My best recommendation is to stop thinking about this character as a girl first and fighter second. You’re trying to come up with ways to make the fighting possible for her, instead of accepting that combat is a skill that can be developed by anyone given the proper amount of training and dedication. What weapon would you give this character if they were male?
That’s your answer.
As for picking weapons, I tend to pick weapons as a part of character creation and developing backstory (that blows up a little if the character is already established). I have a habit of doing this the same way I would write a crime: Motive. Method. Opportunity.
Motive: Why did this character want to learn to fight? What reason did they have to seek out training?

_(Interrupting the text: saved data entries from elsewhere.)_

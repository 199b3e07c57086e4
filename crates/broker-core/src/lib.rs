//! broker-core
//!
//! Pure brokerage back-office logic:
//! - balance records and the asset ledger (deposit, withdraw, reserve,
//!   release, settle)
//! - order records and the order lifecycle engine
//! - version-stamped stores, per-asset-key locks, atomic units of work
//! - the customer directory boundary

pub mod side;
pub mod ids;
pub mod error;
pub mod config;
pub mod asset;
pub mod order;
pub mod asset_store;
pub mod order_store;
pub mod storage;
pub mod lock_registry;
pub mod unit_of_work;
pub mod ledger;
pub mod customer;
pub mod payout;
pub mod order_engine;
pub mod brokerage;

pub use side::Side;
pub use ids::{CustomerId, OrderId};
pub use error::{BrokerError, BrokerResult, ErrorKind};
pub use config::BrokerConfig;

pub use asset::{Asset, AssetKey};
pub use order::{Order, OrderFilter, OrderStatus};
pub use storage::Storage;
pub use lock_registry::LockRegistry;
pub use unit_of_work::UnitOfWork;
pub use ledger::AssetLedger;
pub use customer::{Customer, CustomerDirectory, InMemoryDirectory, Role};
pub use payout::{LoggingPayoutGateway, PayoutGateway};
pub use order_engine::{OrderEngine, OrderLegs};
pub use brokerage::Brokerage;
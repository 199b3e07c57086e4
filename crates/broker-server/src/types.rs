//! Shared types for the brokerage TCP server.
//!
//! This module defines:
//! - `ClientId`: a lightweight handle for connected clients
//! - the outbound reply channel for each client
//! - `ClientRegistry`: who is connected right now, bounded by
//!   `max_clients`

use std::collections::HashMap;
use std::fmt;
use std::net::SocketAddr;
use std::sync::Arc;

use broker_protocol::Reply;
use tokio::sync::mpsc;
use tokio::sync::RwLock;

/// Identifier for a connected client, unique for the lifetime of the
/// process.
#[derive(Debug, Clone, Copy, PartialEq, Eq, Hash)]
pub struct ClientId(pub u64);

impl fmt::Display for ClientId {
    fn fmt(&self, f: &mut fmt::Formatter<'_>) -> fmt::Result {
        write!(f, "{}", self.0)
    }
}

/// Replies queued for a given client's writer task.
pub type OutboundTx = mpsc::UnboundedSender<Reply>;
pub type OutboundRx = mpsc::UnboundedReceiver<Reply>;

#[derive(Debug, Clone)]
pub struct ClientHandle {
    pub peer_addr: SocketAddr,
}

/// Registry of connected clients.
pub type ClientRegistry = Arc<RwLock<HashMap<ClientId, ClientHandle>>>;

Most times, even in a family of established fighters, a character has to make the decision to train and to fight. This decision is a personal one and it can be anything from a desire for self protection to dreaming of being a knight in ballad. If you are working with a setting where female warriors are uncommon, then the character’s motivation for going against societal norms becomes that much more important.
Learning to fight is hard work and depending on that character’s background may well ruin any chance at conventional beauty/traditional womanhood/marriage opportunities that will better the standing of their families. It’s more than just an unusual choice, depending on the setting and gender constraints it could very well be an incredibly selfish one.
So, it’s important to establish that as part of the character.
Method: Who taught them? The good combatants have a teacher and the sword is a weapon that requires instruction, both in the manner of caring for the weapon and how to use it against other opponents. The character is going to need a teacher who can teach them to use that specific version of the weapon.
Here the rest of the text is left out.